Please reproduce every entry, keeping each one exact.

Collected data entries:
== == ==

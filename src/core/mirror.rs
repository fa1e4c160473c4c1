// ─── Mirror Rewrite ───
// Pure URL rewriting against a known host table. Applied before every
// network fetch; URLs on unknown hosts pass through untouched.

use serde::{Deserialize, Serialize};

#[derive(Debug, Clone, Copy, Serialize, Deserialize, PartialEq, Eq, Default)]
#[serde(rename_all = "lowercase")]
pub enum Mirror {
    #[default]
    Official,
    Bmclapi,
}

impl std::fmt::Display for Mirror {
    fn fmt(&self, f: &mut std::fmt::Formatter<'_>) -> std::fmt::Result {
        match self {
            Mirror::Official => write!(f, "official"),
            Mirror::Bmclapi => write!(f, "bmclapi"),
        }
    }
}

/// Official base URLs, paired with their BMCLAPI equivalents.
const HOSTS: [(&str, &str); 5] = [
    (
        "https://launcher.mojang.com",
        "https://bmclapi2.bangbang93.com",
    ),
    (
        "https://launchermeta.mojang.com",
        "https://bmclapi2.bangbang93.com",
    ),
    (
        "https://piston-meta.mojang.com",
        "https://bmclapi2.bangbang93.com",
    ),
    (
        "https://resources.download.minecraft.net",
        "https://bmclapi2.bangbang93.com/assets",
    ),
    (
        "https://libraries.minecraft.net",
        "https://bmclapi2.bangbang93.com/maven",
    ),
];

impl Mirror {
    /// Rewrite `url` onto this mirror when its host is in the table.
    pub fn rewrite(&self, url: &str) -> String {
        if *self == Mirror::Official {
            return url.to_string();
        }
        for (official, mirrored) in HOSTS {
            if let Some(rest) = url.strip_prefix(official) {
                return format!("{}{}", mirrored, rest);
            }
        }
        url.to_string()
    }
}

#[cfg(test)]
mod tests {
    use super::*;

    #[test]
    fn official_mirror_is_identity() {
        let url = "https://libraries.minecraft.net/org/lwjgl/lwjgl/3.3.3/lwjgl-3.3.3.jar";
        assert_eq!(Mirror::Official.rewrite(url), url);
    }

    #[test]
    fn known_hosts_are_rewritten() {
        let url = "https://resources.download.minecraft.net/ab/abcdef";
        assert_eq!(
            Mirror::Bmclapi.rewrite(url),
            "https://bmclapi2.bangbang93.com/assets/ab/abcdef"
        );
    }

    #[test]
    fn unknown_hosts_pass_through() {
        let url = "https://meta.fabricmc.net/v2/versions/game";
        assert_eq!(Mirror::Bmclapi.rewrite(url), url);
    }
}
use reqwest::header::{HeaderMap, HeaderValue, ACCEPT_ENCODING};
use reqwest::Client;

const APP_USER_AGENT: &str = "CraftCLI/0.1.0";

pub fn build_http_client() -> Result<Client, reqwest::Error> {
    let mut default_headers = HeaderMap::new();
    default_headers.insert(ACCEPT_ENCODING, HeaderValue::from_static("identity"));

    Client::builder()
        .user_agent(APP_USER_AGENT)
        .default_headers(default_headers)
        .build()
}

== == ==

* **Task output**:
filename src/core/mirror.rs
repository fa1e4c160473c4c1
// ─── Mirror Rewrite ───
// Pure URL rewriting against a known host table. Applied before every
// network fetch; URLs on unknown hosts pass through untouched.

use serde::{Deserialize, Serialize};

#[derive(Debug, Clone, Copy, Serialize, Deserialize, PartialEq, Eq, Default)]
#[serde(rename_all = "lowercase")]
pub enum Mirror {
    #[default]
    Official,
    Bmclapi,
}

impl std::fmt::Display for Mirror {
    fn fmt(&self, f: &mut std::fmt::Formatter<'_>) -> std::fmt::Result {
        match self {
            Mirror::Official => write!(f, "official"),
            Mirror::Bmclapi => write!(f, "bmclapi"),
        }
    }
}

/// Official base URLs, paired with their BMCLAPI equivalents.
const HOSTS: [(&str, &str); 5] = [
    (
        "https://launcher.mojang.com",
        "https://bmclapi2.bangbang93.com",
    ),
    (
        "https://launchermeta.mojang.com",
        "https://bmclapi2.bangbang93.com",
    ),
    (
        "https://piston-meta.mojang.com",
        "https://bmclapi2.bangbang93.com",
    ),
    (
        "https://resources.download.minecraft.net",
        "https://bmclapi2.bangbang93.com/assets",
    ),
    (
        "https://libraries.minecraft.net",
        "https://bmclapi2.bangbang93.com/maven",
    ),
];

impl Mirror {
    /// Rewrite `url` onto this mirror when its host is in the table.
    pub fn rewrite(&self, url: &str) -> String {
        if *self == Mirror::Official {
            return url.to_string();
        }
        for (official, mirrored) in HOSTS {
            if let Some(rest) = url.strip_prefix(official) {
                return format!("{}{}", mirrored, rest);
            }
        }
        url.to_string()
    }
}

#[cfg(test)]
mod tests {
    use super::*;

    #[test]
    fn official_mirror_is_identity() {
        let url = "https://libraries.minecraft.net/org/lwjgl/lwjgl/3.3.3/lwjgl-3.3.3.jar";
        assert_eq!(Mirror::Official.rewrite(url), url);
    }

    #[test]
    fn known_hosts_are_rewritten() {
        let url = "https://resources.download.minecraft.net/ab/abcdef";
        assert_eq!(
            Mirror::Bmclapi.rewrite(url),
            "https://bmclapi2.bangbang93.com/assets/ab/abcdef"
        );
    }

    #[test]
    fn unknown_hosts_pass_through() {
        let url = "https://meta.fabricmc.net/v2/versions/game";
        assert_eq!(Mirror::Bmclapi.rewrite(url), url);
    }
}
use reqwest::header::{HeaderMap, HeaderValue, ACCEPT_ENCODING};
use reqwest::Client;

const APP_USER_AGENT: &str = "CraftCLI/0.1.0";

pub fn build_http_client() -> Result<Client, reqwest::Error> {
    let mut default_headers = HeaderMap::new();
    default_headers.insert(ACCEPT_ENCODING, HeaderValue::from_static("identity"));

    Client::builder()
        .user_agent(APP_USER_AGENT)
        .default_headers(default_headers)
        .build()
}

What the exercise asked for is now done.